3. Check my deliverability:
- Log in to my DeliveryMonitor.com account, and see which ISPs thought my message was spam (and try to figure out why). DeliveryMonitor works by giving me a "seed list" of email accounts they’ve setup at all the major ISPs (it’s about a hundred email addresses I have to add to my list). I send to that seed list (along with my real recipient list) and they show me which ISPs blocked my email as junk.
- According to them, my email ended up in the junk folder of 90% of the AOL accounts on their seed list, and 100% of the Netscape.net accounts. That sounds absolutely horrible, but it doesn’t freak me out. My MailChimp customer list is B2B, so AOL and Netscape accounts will be rare. In fact, there’s only one person on my actual customer list with an AOL account, and zero with netscape.net accounts. Using my MailChimp AIM reports, I can actually see who opened and who clicked on what. I see that my one AOL recipient did indeed open my email yesterday (at 1:18pm).
- I look at the deliverability of the campaign to see if anything different happened. Like open rates, if it went up or down significantly, there’s probably something to learn. Here’s how this campaign ranked, compared to recent campaigns I’ve sent:
- If you’re a MailChimp customer, here’s how you can get a 10% discount at DeliveryMonitor. We don’t make any commissions, and we’re not an affiliate. They just wanted to offer it to all our customers.

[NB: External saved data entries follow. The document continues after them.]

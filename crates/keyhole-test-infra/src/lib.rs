//! Disposable containers for integration tests.

pub mod error;
pub mod mysql;
pub mod redis;

pub use error::{Result, TestInfraError};
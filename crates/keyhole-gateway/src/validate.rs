use crate::error::GatewayError;

/// Largest batch accepted by the bulk endpoint.
pub const MAX_BULK_URLS: usize = 1000;

/// Validates that the URL has a valid format (has a scheme and host).
pub fn validate_url(url: &str) -> Result<(), GatewayError> {
    if url.is_empty() {
        return Err(GatewayError::InvalidUrl(
            "URL cannot be empty".to_string(),
        ));
    }

    let Some((scheme, rest)) = url.split_once("://") else {
        return Err(GatewayError::InvalidUrl(format!(
            "URL must have a valid scheme and host: {url}"
        )));
    };

    let authority = rest.split(['/', '?', '#']).next().unwrap_or_default();
    if scheme.is_empty() || host_name(authority).is_empty() {
        return Err(GatewayError::InvalidUrl(format!(
            "URL must have a valid scheme and host: {url}"
        )));
    }

    let scheme = scheme.to_ascii_lowercase();
    if scheme != "http" && scheme != "https" {
        return Err(GatewayError::InvalidUrl(format!(
            "URL scheme must be http or https: {scheme}"
        )));
    }

    if url.chars().any(char::is_whitespace) {
        return Err(GatewayError::InvalidUrl(format!(
            "URL must not contain whitespace: {url}"
        )));
    }

    Ok(())
}

/// Host of an authority, without userinfo and port.
fn host_name(authority: &str) -> &str {
    let host_port = authority
        .rsplit_once('@')
        .map_or(authority, |(_, host_port)| host_port);

    if host_port.starts_with('[') {
        // IPv6 literal, the port follows the closing bracket
        return host_port
            .split_once(']')
            .map_or("", |(literal, _)| literal.trim_start_matches('['));
    }

    host_port
        .split_once(':')
        .map_or(host_port, |(host, _)| host)
}

pub fn validate_bulk(urls: &[String]) -> Result<(), GatewayError> {
    if urls.len() > MAX_BULK_URLS {
        return Err(GatewayError::InvalidRequest(format!(
            "at most {MAX_BULK_URLS} urls per request, got {}",
            urls.len()
        )));
    }
    urls.iter().try_for_each(|url| validate_url(url))
}
use crate::error::CacheError;
use crate::shortcode::ShortCode;
use async_trait::async_trait;
use std::time::Duration;

/// Type alias for cache results.
pub type Result<T> = std::result::Result<T, CacheError>;

/// A cache of resolved long URLs keyed by [`ShortCode`].
///
/// Entries are never invalidated explicitly: a code maps to the same URL
/// for its whole lifetime, so entries only leave the cache through TTL
/// expiry or eviction.
#[async_trait]
pub trait UrlCache: Send + Sync + 'static {
    /// Get the long URL from cache.
    ///
    /// Returns `Ok(None)` if the key is not in the cache.
    async fn get_url(&self, code: &ShortCode) -> Result<Option<String>>;

    /// Store the long URL in cache for `ttl`.
    async fn set_url(&self, code: &ShortCode, long_url: &str, ttl: Duration) -> Result<()>;
}

/// Proof of one lease acquisition.
///
/// Only the holder of the token a lease was taken with can release it, so a
/// holder whose lease expired cannot release its successor's lease.
#[derive(Debug, Clone, PartialEq, Eq, Hash)]
pub struct LeaseToken(String);

impl LeaseToken {
    pub fn new(value: impl Into<String>) -> Self {
        Self(value.into())
    }

    pub fn as_str(&self) -> &str {
        &self.0
    }
}

impl std::fmt::Display for LeaseToken {
    fn fmt(&self, f: &mut std::fmt::Formatter<'_>) -> std::fmt::Result {
        f.write_str(&self.0)
    }
}

/// A per-code mutual-exclusion lease used to elect a single recomputation
/// owner on cache miss.
///
/// Lock keys live in a namespace distinct from cache keys, so a held lock is
/// never mistaken for a cached value.
#[async_trait]
pub trait LeaseLock: Send + Sync + 'static {
    /// Atomically takes the lease if nobody holds it, returning the token
    /// that releases it.
    ///
    /// The lease expires on its own after `lease`, even if never released.
    async fn try_lock(&self, code: &ShortCode, lease: Duration) -> Result<Option<LeaseToken>>;

    /// Releases the lease if it is still held under `token`.
    ///
    /// It is not an error if the lease already expired or was taken over.
    async fn unlock(&self, code: &ShortCode, token: &LeaseToken) -> Result<()>;
}
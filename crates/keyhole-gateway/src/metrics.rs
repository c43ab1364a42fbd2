//! Prometheus request metrics.
//!
//! Every routed request bumps `http_requests_total` and observes its latency
//! in `http_request_duration_seconds`, labelled by method, route template and
//! status. Routes are labelled by their template (`/{short_code}`), never by
//! the raw path, so the label set stays bounded.

use std::time::Instant;

use axum::extract::{MatchedPath, Request};
use axum::middleware::Next;
use axum::response::Response;
use metrics_exporter_prometheus::{BuildError, Matcher, PrometheusBuilder, PrometheusHandle};

pub const REQUESTS_TOTAL: &str = "http_requests_total";
pub const REQUEST_DURATION_SECONDS: &str = "http_request_duration_seconds";

/// Prometheus client default latency buckets, in seconds.
const DURATION_BUCKETS: [f64; 11] = [
    0.005, 0.01, 0.025, 0.05, 0.1, 0.25, 0.5, 1.0, 2.5, 5.0, 10.0,
];

/// Installs the process-wide recorder and returns the handle that renders it.
///
/// Fails if a recorder is already installed.
pub fn install_recorder() -> Result<PrometheusHandle, BuildError> {
    PrometheusBuilder::new()
        .set_buckets_for_metric(
            Matcher::Full(REQUEST_DURATION_SECONDS.to_string()),
            &DURATION_BUCKETS,
        )?
        .install_recorder()
}

/// Route middleware recording one request.
pub async fn track_metrics(request: Request, next: Next) -> Response {
    let start = Instant::now();
    let method = request.method().to_string();
    let path = request
        .extensions()
        .get::<MatchedPath>()
        .map(|matched| matched.as_str().to_owned())
        .unwrap_or_else(|| request.uri().path().to_owned());

    let response = next.run(request).await;

    let labels = [
        ("method", method),
        ("path", path),
        ("status", response.status().as_u16().to_string()),
    ];
    ::metrics::counter!(REQUESTS_TOTAL, &labels).increment(1);
    ::metrics::histogram!(REQUEST_DURATION_SECONDS, &labels).record(start.elapsed().as_secs_f64());

    response
}
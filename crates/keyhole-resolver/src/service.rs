use std::sync::Arc;

use crate::guard::LockGuard;
use crate::resolver::Resolver;
use crate::settings::ResolverSettings;
use crate::{ResolveError, Result};
use async_trait::async_trait;
use keyhole_core::{
    BulkShortCode, LeaseLock, OwnerId, ShortCode, UrlCache, UrlRecord, UrlRepository,
};
use tracing::{debug, trace, warn};

/// Cache-aside resolution over a [`UrlRepository`], with a per-code lease
/// that lets a single task recompute a missing cache entry.
///
/// Only the lease holder writes the cache; followers wait for it and, if it
/// takes too long, read the store themselves without writing back.
pub struct ResolutionService<R, C> {
    repository: Arc<R>,
    cache: Arc<C>,
    settings: ResolverSettings,
}

impl<R, C> Clone for ResolutionService<R, C> {
    fn clone(&self) -> Self {
        Self {
            repository: Arc::clone(&self.repository),
            cache: Arc::clone(&self.cache),
            settings: self.settings,
        }
    }
}

impl<R: UrlRepository, C: UrlCache + LeaseLock> ResolutionService<R, C> {
    /// Creates a new ResolutionService over `repository`, using `cache` both
    /// for cached URLs and for recomputation leases.
    pub fn new(repository: R, cache: C, settings: ResolverSettings) -> Self {
        Self {
            repository: Arc::new(repository),
            cache: Arc::new(cache),
            settings,
        }
    }

    pub fn settings(&self) -> &ResolverSettings {
        &self.settings
    }

    /// Reads the record behind `code`.
    ///
    /// A record whose stored code differs from `code` is reported as missing:
    /// this rejects non-canonical spellings such as leading zeros.
    async fn read_store(&self, code: &ShortCode, id: u64) -> Result<String> {
        match self.repository.get_by_id(id).await {
            Ok(record) if record.short_code == *code => Ok(record.long_url),
            Ok(_) => {
                debug!(code = %code, id, "Code is not the canonical code of its id");
                Err(ResolveError::NotFound(code.clone()))
            }
            Err(e) if e.is_not_found() => Err(ResolveError::NotFound(code.clone())),
            Err(e) => Err(ResolveError::Storage(e)),
        }
    }

    /// Lease holder path: read the store and fill the cache.
    async fn recompute(&self, code: &ShortCode, id: u64) -> Result<String> {
        let long_url = self.read_store(code, id).await?;

        match self
            .cache
            .set_url(code, &long_url, self.settings.cache_ttl())
            .await
        {
            Ok(()) => debug!(code = %code, "Populated cache"),
            Err(e) => warn!(code = %code, error = %e, "Failed to populate cache"),
        }

        Ok(long_url)
    }

    /// Follower path: poll the cache until the lease holder fills it.
    ///
    /// Returns `None` once the poll timeout elapses.
    async fn wait_for_holder(&self, code: &ShortCode) -> Option<String> {
        let poll = async {
            loop {
                tokio::time::sleep(self.settings.poll_interval()).await;
                match self.cache.get_url(code).await {
                    Ok(Some(long_url)) => return long_url,
                    Ok(None) => trace!(code = %code, "Still waiting for lock holder"),
                    Err(e) => trace!(code = %code, error = %e, "Cache error while waiting"),
                }
            }
        };

        tokio::time::timeout(self.settings.poll_timeout(), poll)
            .await
            .ok()
    }
}

#[async_trait]
impl<R: UrlRepository, C: UrlCache + LeaseLock> Resolver for ResolutionService<R, C> {
    async fn create_short_code(
        &self,
        long_url: &str,
        owner: Option<OwnerId>,
    ) -> Result<ShortCode> {
        let code = self
            .repository
            .find_or_create_short_code(long_url, self.settings.id_offset(), owner)
            .await?;
        debug!(code = %code, "Short code ready");
        Ok(code)
    }

    async fn create_short_codes(
        &self,
        long_urls: &[String],
        owner: Option<OwnerId>,
    ) -> Result<Vec<BulkShortCode>> {
        let codes = self
            .repository
            .find_or_create_short_codes(long_urls, self.settings.id_offset(), owner)
            .await?;
        debug!(count = codes.len(), "Short codes ready");
        Ok(codes)
    }

    async fn resolve(&self, code: &ShortCode) -> Result<String> {
        trace!(code = %code, "Resolving short code");

        let id = match self.settings.id_offset().to_id(code) {
            Ok(Some(id)) => id,
            Ok(None) | Err(_) => {
                trace!(code = %code, "Code does not map to an id");
                return Err(ResolveError::NotFound(code.clone()));
            }
        };

        match self.cache.get_url(code).await {
            Ok(Some(long_url)) => {
                debug!(code = %code, "Cache hit");
                return Ok(long_url);
            }
            Ok(None) => trace!(code = %code, "Cache miss"),
            Err(e) => warn!(code = %code, error = %e, "Cache read failed"),
        }

        match self.cache.try_lock(code, self.settings.lock_lease()).await {
            Ok(Some(token)) => {
                trace!(code = %code, "Acquired recomputation lock");
                let guard = LockGuard::new(Arc::clone(&self.cache), code.clone(), token);
                let result = self.recompute(code, id).await;
                guard.release().await;
                result
            }
            Ok(None) => {
                if let Some(long_url) = self.wait_for_holder(code).await {
                    debug!(code = %code, "Cache filled by lock holder");
                    return Ok(long_url);
                }
                debug!(code = %code, "Timed out waiting for lock holder, reading store");
                self.read_store(code, id).await
            }
            Err(e) => {
                warn!(code = %code, error = %e, "Lock check failed, reading store");
                self.read_store(code, id).await
            }
        }
    }

    async fn get_history_by_owner(&self, owner: OwnerId) -> Result<Vec<UrlRecord>> {
        Ok(self.repository.get_history_by_owner(owner).await?)
    }
}
use keyhole_core::{ShortCode, StorageError};
use thiserror::Error;

pub type Result<T> = std::result::Result<T, ResolveError>;

/// Errors surfaced by the [`Resolver`](crate::Resolver).
///
/// Cache failures never appear here: they are logged and the store is read
/// instead.
#[derive(Debug, Clone, Error)]
pub enum ResolveError {
    #[error("short code not found: {0}")]
    NotFound(ShortCode),
    #[error(transparent)]
    Storage(#[from] StorageError),
}

impl ResolveError {
    pub fn is_not_found(&self) -> bool {
        match self {
            ResolveError::NotFound(_) => true,
            ResolveError::Storage(e) => e.is_not_found(),
        }
    }
}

- Look at hard bounces in MailChimp reports. I look for patterns, like a large number of bounces from the same domain. Like if there are a dozen hard bounces from @comcast.net, that tells me I might need to contact Comcast’s postmaster. I read through the bounceback headers for clues (here’s how). But since this is my B2B list, there’s won’t be any personal ISPs like that. In this case, I look for large corporations bouncing my emails. I might find one huge global company domain (just for example, let’s say @ibm.com, or @cocacola.com) hard-bouncing my email. I read the SMTP header. If there’s a message about how they thought my email was spam, I then assume, "Okay, that’s a big company with an email firewall that’s blocking my emails. Other big companies using that same email firewall might be blocking me too, since email firewalls tend to talk to each other." Medium to large companies often use firewalls like Barracuda or Postini or Ciphertrust or Brightmail, so it’s important to investigate.
4. Check back in a week or two.
- Most of your activity (opens, clicks, bounces, etc) are going to happen within a few days. But you’ll always have a few stragglers that open their emails once a month or something. I like to check back in a week or so for the final number.
I’m sure there are a million other things I could check (send ’em if you got ’em) but that’s all I usually have time for. I would imagine the post-campaign checklist would be very different for large-scale retailers who depend on email for sales. They might check their website traffic stats and conversion rates, for instance.